* What the task requires *
Below are some records; copy each line in them that contains "return".

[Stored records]
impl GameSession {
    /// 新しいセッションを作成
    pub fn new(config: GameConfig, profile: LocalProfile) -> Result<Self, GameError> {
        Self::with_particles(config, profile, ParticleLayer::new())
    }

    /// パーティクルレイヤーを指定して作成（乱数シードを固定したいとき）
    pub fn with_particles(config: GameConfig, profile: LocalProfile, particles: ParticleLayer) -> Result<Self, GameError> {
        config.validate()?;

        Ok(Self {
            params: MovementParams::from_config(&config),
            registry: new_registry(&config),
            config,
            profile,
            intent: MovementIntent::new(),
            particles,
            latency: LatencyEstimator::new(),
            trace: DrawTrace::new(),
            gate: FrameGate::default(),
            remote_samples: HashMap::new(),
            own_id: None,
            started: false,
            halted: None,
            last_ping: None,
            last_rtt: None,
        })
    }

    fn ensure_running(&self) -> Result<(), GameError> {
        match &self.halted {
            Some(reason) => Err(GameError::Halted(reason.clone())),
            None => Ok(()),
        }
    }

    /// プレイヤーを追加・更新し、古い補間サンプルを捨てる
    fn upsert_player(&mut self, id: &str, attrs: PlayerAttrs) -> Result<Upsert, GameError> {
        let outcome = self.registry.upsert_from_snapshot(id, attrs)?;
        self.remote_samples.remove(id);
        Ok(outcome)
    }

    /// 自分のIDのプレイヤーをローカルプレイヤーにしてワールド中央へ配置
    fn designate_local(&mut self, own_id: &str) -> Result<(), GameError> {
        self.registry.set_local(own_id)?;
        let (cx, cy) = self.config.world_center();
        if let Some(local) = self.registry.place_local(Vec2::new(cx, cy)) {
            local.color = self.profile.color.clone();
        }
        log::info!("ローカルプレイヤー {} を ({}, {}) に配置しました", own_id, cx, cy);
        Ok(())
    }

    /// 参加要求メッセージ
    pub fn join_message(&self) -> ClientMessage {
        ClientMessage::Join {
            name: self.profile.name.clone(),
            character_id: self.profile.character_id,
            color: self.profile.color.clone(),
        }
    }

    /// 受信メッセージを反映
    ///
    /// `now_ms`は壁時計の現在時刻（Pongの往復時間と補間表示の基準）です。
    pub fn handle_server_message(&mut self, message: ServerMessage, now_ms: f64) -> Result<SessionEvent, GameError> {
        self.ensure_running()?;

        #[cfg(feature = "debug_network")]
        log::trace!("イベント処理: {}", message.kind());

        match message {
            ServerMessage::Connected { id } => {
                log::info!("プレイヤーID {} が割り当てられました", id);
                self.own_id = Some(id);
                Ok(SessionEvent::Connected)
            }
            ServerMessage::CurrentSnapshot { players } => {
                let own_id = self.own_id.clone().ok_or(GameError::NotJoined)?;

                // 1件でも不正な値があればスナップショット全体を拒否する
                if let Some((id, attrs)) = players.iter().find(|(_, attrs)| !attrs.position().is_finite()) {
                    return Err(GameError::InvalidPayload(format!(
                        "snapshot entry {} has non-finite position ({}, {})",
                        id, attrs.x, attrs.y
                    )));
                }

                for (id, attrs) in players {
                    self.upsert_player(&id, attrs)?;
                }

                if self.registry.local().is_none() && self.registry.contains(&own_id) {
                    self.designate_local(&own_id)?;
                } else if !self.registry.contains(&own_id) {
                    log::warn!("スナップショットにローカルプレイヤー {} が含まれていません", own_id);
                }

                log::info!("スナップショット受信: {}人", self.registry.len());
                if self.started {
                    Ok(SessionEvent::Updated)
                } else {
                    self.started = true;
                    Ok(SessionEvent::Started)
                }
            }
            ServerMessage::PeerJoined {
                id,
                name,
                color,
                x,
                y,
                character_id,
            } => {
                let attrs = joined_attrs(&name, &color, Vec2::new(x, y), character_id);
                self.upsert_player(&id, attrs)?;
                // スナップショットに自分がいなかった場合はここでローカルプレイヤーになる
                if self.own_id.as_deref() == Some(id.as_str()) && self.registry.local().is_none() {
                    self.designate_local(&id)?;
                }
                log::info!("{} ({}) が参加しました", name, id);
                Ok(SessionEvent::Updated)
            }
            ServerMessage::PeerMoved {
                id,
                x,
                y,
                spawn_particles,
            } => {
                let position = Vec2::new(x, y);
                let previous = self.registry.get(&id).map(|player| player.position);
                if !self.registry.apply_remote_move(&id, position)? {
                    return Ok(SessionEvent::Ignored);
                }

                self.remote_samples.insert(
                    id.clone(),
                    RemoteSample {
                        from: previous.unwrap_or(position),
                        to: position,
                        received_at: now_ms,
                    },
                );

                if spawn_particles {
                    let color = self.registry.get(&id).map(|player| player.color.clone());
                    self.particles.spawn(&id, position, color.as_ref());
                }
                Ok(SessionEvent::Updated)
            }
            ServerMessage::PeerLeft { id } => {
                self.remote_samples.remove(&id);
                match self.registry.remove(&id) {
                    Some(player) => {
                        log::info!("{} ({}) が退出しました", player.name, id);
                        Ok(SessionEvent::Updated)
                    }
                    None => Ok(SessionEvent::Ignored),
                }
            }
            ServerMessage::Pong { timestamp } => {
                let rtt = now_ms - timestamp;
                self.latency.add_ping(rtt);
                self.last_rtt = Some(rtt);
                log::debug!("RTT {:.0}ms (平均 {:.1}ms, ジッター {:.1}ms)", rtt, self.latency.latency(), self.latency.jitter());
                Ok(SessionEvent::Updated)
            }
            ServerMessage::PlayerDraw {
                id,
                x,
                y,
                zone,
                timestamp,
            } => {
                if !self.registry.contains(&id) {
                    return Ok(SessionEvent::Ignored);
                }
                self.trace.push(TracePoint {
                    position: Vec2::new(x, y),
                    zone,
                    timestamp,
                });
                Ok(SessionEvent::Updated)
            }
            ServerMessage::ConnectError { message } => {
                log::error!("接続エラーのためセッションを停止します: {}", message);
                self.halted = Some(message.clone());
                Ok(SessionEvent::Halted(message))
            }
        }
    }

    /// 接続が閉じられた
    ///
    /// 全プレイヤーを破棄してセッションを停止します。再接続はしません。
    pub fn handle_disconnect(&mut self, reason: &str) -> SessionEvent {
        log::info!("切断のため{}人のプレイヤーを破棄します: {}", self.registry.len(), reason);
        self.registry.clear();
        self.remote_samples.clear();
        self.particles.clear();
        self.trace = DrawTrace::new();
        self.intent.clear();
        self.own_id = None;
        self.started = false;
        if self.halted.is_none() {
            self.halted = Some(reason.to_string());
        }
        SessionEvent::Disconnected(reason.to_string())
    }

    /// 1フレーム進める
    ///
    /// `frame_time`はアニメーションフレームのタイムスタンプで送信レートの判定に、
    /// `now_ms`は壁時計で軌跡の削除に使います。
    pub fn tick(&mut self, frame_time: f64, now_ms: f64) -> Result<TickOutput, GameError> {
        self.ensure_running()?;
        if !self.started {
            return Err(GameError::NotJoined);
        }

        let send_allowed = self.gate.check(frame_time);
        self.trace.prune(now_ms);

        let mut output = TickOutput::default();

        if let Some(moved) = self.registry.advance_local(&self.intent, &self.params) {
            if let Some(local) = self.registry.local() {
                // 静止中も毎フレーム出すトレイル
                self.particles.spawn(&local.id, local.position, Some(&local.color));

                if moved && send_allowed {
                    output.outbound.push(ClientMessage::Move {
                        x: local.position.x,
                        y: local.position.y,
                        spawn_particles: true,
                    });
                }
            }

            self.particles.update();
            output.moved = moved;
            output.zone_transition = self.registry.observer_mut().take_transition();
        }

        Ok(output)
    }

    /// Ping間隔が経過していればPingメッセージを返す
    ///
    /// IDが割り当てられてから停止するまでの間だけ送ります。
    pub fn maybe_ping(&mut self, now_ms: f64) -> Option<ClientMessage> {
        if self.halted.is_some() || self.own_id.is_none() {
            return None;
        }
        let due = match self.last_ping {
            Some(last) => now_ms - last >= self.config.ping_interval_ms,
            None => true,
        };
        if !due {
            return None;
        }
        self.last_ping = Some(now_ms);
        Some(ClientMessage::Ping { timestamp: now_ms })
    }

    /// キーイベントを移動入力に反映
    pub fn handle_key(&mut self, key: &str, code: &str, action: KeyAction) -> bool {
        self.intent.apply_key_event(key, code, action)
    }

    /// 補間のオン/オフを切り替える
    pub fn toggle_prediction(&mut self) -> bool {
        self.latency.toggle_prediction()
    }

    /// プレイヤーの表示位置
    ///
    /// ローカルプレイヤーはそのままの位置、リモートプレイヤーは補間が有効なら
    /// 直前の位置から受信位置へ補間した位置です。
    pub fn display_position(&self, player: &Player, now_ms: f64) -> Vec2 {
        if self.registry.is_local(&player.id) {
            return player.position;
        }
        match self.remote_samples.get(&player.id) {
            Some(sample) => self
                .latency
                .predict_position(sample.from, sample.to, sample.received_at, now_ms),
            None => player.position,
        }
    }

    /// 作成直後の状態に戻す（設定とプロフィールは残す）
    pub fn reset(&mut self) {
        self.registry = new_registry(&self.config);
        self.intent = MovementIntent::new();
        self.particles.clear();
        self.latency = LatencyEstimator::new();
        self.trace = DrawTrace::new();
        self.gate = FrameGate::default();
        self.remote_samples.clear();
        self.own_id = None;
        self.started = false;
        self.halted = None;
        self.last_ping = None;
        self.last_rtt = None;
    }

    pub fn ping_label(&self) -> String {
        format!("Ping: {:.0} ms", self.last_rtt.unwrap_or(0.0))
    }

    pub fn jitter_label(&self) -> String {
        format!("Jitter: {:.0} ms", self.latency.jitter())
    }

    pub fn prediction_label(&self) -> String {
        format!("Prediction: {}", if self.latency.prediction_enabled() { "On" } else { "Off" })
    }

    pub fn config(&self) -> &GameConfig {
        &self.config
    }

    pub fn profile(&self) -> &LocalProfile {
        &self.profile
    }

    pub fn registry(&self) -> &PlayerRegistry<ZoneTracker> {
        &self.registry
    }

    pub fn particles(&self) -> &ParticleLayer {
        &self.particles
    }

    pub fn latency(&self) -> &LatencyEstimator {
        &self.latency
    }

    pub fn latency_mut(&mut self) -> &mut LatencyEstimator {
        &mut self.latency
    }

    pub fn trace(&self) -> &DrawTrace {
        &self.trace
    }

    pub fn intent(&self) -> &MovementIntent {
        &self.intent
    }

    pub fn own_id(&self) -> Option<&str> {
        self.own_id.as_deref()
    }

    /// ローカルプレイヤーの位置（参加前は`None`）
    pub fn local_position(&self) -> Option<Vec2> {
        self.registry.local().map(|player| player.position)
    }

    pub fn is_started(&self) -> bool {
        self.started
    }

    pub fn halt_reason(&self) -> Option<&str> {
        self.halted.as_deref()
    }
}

* Reply to the exercise *
                    return Err(GameError::InvalidPayload(format!(
                    return Ok(SessionEvent::Ignored);
                    return Ok(SessionEvent::Ignored);
            return Err(GameError::NotJoined);
            return None;
            return None;
            return player.position;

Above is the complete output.